How many lines of the data contain the string "filename"? Write the number and nothing more.

■ Records from a data source
════════════════════
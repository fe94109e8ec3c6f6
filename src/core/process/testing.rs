//! Scripted runner for tests: records every call and answers from a script.

use std::cell::RefCell;
use std::collections::{HashMap, HashSet, VecDeque};

use super::runner::{CommandDescriptor, CommandOptions, CommandResult, CommandRunner};
use crate::error::{Error, ProcessNonZeroExitDetails, Result};

#[derive(Default)]
pub(crate) struct RecordingRunner {
    calls: RefCell<Vec<String>>,
    options: RefCell<Vec<CommandOptions>>,
    responses: RefCell<HashMap<String, VecDeque<String>>>,
    failing: HashSet<String>,
}

impl RecordingRunner {
    pub(crate) fn new() -> Self {
        Self::default()
    }

    /// Queue a stdout answer for the next call of `formatted`.
    pub(crate) fn respond(self, formatted: &str, stdout: &str) -> Self {
        self.responses
            .borrow_mut()
            .entry(formatted.to_string())
            .or_default()
            .push_back(stdout.to_string());
        self
    }

    /// Make `formatted` exit with code 1.
    pub(crate) fn fail_on(mut self, formatted: &str) -> Self {
        self.failing.insert(formatted.to_string());
        self
    }

    pub(crate) fn calls(&self) -> Vec<String> {
        self.calls.borrow().clone()
    }

    pub(crate) fn options(&self) -> Vec<CommandOptions> {
        self.options.borrow().clone()
    }
}

impl CommandRunner for RecordingRunner {
    fn run(&self, descriptor: &CommandDescriptor) -> Result<CommandResult> {
        let formatted = descriptor.formatted();
        self.calls.borrow_mut().push(formatted.clone());
        self.options.borrow_mut().push(descriptor.options.clone());

        let stdout = self
            .responses
            .borrow_mut()
            .get_mut(&formatted)
            .and_then(|queue| queue.pop_front())
            .unwrap_or_default();

        if self.failing.contains(&formatted) {
            if descriptor.options.should_exit_on_error() {
                return Err(Error::process_non_zero_exit(ProcessNonZeroExitDetails {
                    command: formatted,
                    exit_code: 1,
                    stdout,
                    stderr: "scripted failure".to_string(),
                }));
            }
            return Ok(CommandResult {
                formatted_command: formatted,
                exit_code: 1,
                stdout,
                stderr: "scripted failure".to_string(),
                label: descriptor.label.clone(),
            });
        }

        Ok(CommandResult {
            formatted_command: formatted,
            exit_code: 0,
            stdout,
            stderr: String::new(),
            label: descriptor.label.clone(),
        })
    }
}
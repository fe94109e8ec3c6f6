//! External process execution.
//!
//! - `runner` - spawn one command, capture its output, apply the exit policy
//! - `sequence` - run commands strictly one at a time and keep every result

mod runner;
mod sequence;

#[cfg(test)]
pub(crate) mod testing;

pub use runner::{
    CommandDescriptor, CommandOptions, CommandResult, CommandRunner, SystemRunner,
    DEFAULT_NAMESPACE,
};
pub use sequence::{run_all, CommandResults, CommandSequence};
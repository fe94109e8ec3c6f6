use std::path::{Path, PathBuf};

use serde_json::Value;

use super::emitter::GeneratedTransport;
use crate::error::{Error, Result};
use crate::utils::io;

pub const SOURCE_FILE: &str = "OrizuruTransport.cls";
pub const DESCRIPTOR_FILE: &str = "OrizuruTransport.cls-meta.xml";

/// Every `.avsc` file below `dir`, in sorted path order.
pub fn find_schema_files(dir: &Path) -> Result<Vec<PathBuf>> {
    if !dir.is_dir() {
        return Err(Error::validation_invalid_argument(
            "input",
            format!("Input directory does not exist: {}", dir.display()),
            Some(dir.display().to_string()),
            None,
        ));
    }

    let pattern = dir.join("**").join("*.avsc");
    let pattern = pattern.to_string_lossy();
    let entries = glob::glob(&pattern).map_err(|e| {
        Error::validation_invalid_argument("input", e.to_string(), Some(pattern.to_string()), None)
    })?;

    let mut files = Vec::new();
    for entry in entries {
        let path = entry.map_err(|e| {
            Error::internal_io(e.to_string(), Some("scan for .avsc files".to_string()))
        })?;
        if path.is_file() {
            files.push(path);
        }
    }
    files.sort();
    Ok(files)
}

/// Parse each file as JSON, naming the offending file on failure.
pub fn read_schemas(files: &[PathBuf]) -> Result<Vec<Value>> {
    files
        .iter()
        .map(|path| {
            let content = io::read_file(path, "read schema")?;
            serde_json::from_str(&content)
                .map_err(|e| Error::validation_invalid_json(e, Some(path.display().to_string())))
        })
        .collect()
}

/// Write the generated source and descriptor, replacing existing files.
pub fn write_outputs(dir: &Path, generated: &GeneratedTransport) -> Result<Vec<PathBuf>> {
    io::ensure_dir(dir, "create output directory")?;

    let source = dir.join(SOURCE_FILE);
    let descriptor = dir.join(DESCRIPTOR_FILE);
    io::write_file(&source, &generated.source, "write transport source")?;
    io::write_file(&descriptor, &generated.descriptor, "write transport descriptor")?;

    Ok(vec![source, descriptor])
}
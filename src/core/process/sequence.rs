//! Run commands strictly one at a time, collecting every result.
//!
//! Results are kept by position (and optionally by label), so two commands
//! with the same formatted text never overwrite each other.

use serde::Serialize;

use super::runner::{CommandDescriptor, CommandOptions, CommandResult, CommandRunner};
use crate::error::Result;

/// Ordered results of a sequence run.
#[derive(Debug, Clone, Default, PartialEq, Eq, Serialize)]
#[serde(transparent)]
pub struct CommandResults {
    entries: Vec<CommandResult>,
}

impl CommandResults {
    pub fn new() -> Self {
        Self::default()
    }

    pub fn len(&self) -> usize {
        self.entries.len()
    }

    pub fn is_empty(&self) -> bool {
        self.entries.is_empty()
    }

    pub fn iter(&self) -> std::slice::Iter<'_, CommandResult> {
        self.entries.iter()
    }

    pub fn get(&self, index: usize) -> Option<&CommandResult> {
        self.entries.get(index)
    }

    pub fn last(&self) -> Option<&CommandResult> {
        self.entries.last()
    }

    pub fn by_label(&self, label: &str) -> Option<&CommandResult> {
        self.entries
            .iter()
            .find(|r| r.label.as_deref() == Some(label))
    }

    /// Every result whose formatted command matches, in run order.
    pub fn all_for_command(&self, formatted: &str) -> Vec<&CommandResult> {
        self.entries
            .iter()
            .filter(|r| r.formatted_command == formatted)
            .collect()
    }

    pub fn last_for_command(&self, formatted: &str) -> Option<&CommandResult> {
        self.entries
            .iter()
            .rev()
            .find(|r| r.formatted_command == formatted)
    }

    pub fn stdouts(&self) -> Vec<&str> {
        self.entries.iter().map(|r| r.stdout.as_str()).collect()
    }

    pub fn into_vec(self) -> Vec<CommandResult> {
        self.entries
    }

    fn push(&mut self, result: CommandResult) {
        self.entries.push(result);
    }
}

impl IntoIterator for CommandResults {
    type Item = CommandResult;
    type IntoIter = std::vec::IntoIter<CommandResult>;

    fn into_iter(self) -> Self::IntoIter {
        self.entries.into_iter()
    }
}

impl<'a> IntoIterator for &'a CommandResults {
    type Item = &'a CommandResult;
    type IntoIter = std::slice::Iter<'a, CommandResult>;

    fn into_iter(self) -> Self::IntoIter {
        self.entries.iter()
    }
}

type DeferredCommand<'a> = Box<dyn FnOnce(&CommandResults) -> Result<CommandDescriptor> + 'a>;

enum PendingCommand<'a> {
    Fixed(CommandDescriptor),
    Deferred(DeferredCommand<'a>),
}

/// A list of commands to run in order. Commands may be fixed up front or
/// built from the results of the commands before them.
pub struct CommandSequence<'a> {
    shared: CommandOptions,
    commands: Vec<PendingCommand<'a>>,
}

impl<'a> CommandSequence<'a> {
    pub fn new(shared: CommandOptions) -> Self {
        Self {
            shared,
            commands: Vec::new(),
        }
    }

    pub fn push(mut self, descriptor: CommandDescriptor) -> Self {
        self.commands.push(PendingCommand::Fixed(descriptor));
        self
    }

    pub fn extend<I>(mut self, descriptors: I) -> Self
    where
        I: IntoIterator<Item = CommandDescriptor>,
    {
        self.commands
            .extend(descriptors.into_iter().map(PendingCommand::Fixed));
        self
    }

    /// Add a command built only once every earlier command has completed.
    pub fn push_with<F>(mut self, build: F) -> Self
    where
        F: FnOnce(&CommandResults) -> Result<CommandDescriptor> + 'a,
    {
        self.commands.push(PendingCommand::Deferred(Box::new(build)));
        self
    }

    pub fn len(&self) -> usize {
        self.commands.len()
    }

    pub fn is_empty(&self) -> bool {
        self.commands.is_empty()
    }

    /// Run every command in order. The first failure aborts the sequence and
    /// is returned unchanged; results gathered so far are dropped.
    pub fn run(self, runner: &dyn CommandRunner) -> Result<CommandResults> {
        let mut results = CommandResults::new();

        for pending in self.commands {
            let mut descriptor = match pending {
                PendingCommand::Fixed(descriptor) => descriptor,
                PendingCommand::Deferred(build) => build(&results)?,
            };
            descriptor.options = descriptor.options.merged_over(&self.shared);

            let result = runner.run(&descriptor)?;
            results.push(result);
        }

        Ok(results)
    }
}

/// Run a fixed list of descriptors in order with shared fallback options.
pub fn run_all(
    runner: &dyn CommandRunner,
    descriptors: Vec<CommandDescriptor>,
    shared: &CommandOptions,
) -> Result<CommandResults> {
    CommandSequence::new(shared.clone())
        .extend(descriptors)
        .run(runner)
}
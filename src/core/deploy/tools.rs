use super::{with_options, Services};
use crate::configuration::Configuration;
use crate::error::Result;
use crate::process::CommandOptions;

/// Fail unless `<tool> version` exits cleanly.
pub fn check_installed(services: &Services<'_>, config: &Configuration, tool: &str) -> Result<()> {
    let descriptor = with_options(
        services.command(config, tool),
        CommandOptions::new()
            .logging_start(format!("Checking {} installation", tool))
            .logging_finish(format!("Found {}", tool)),
    )
    .arg("version")
    .label(format!("{}-version", tool));
    let result = services.run(descriptor)?;
    tracing::debug!(tool, version = %result.stdout, "tool found");
    Ok(())
}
════════════════════
■ Answer section
3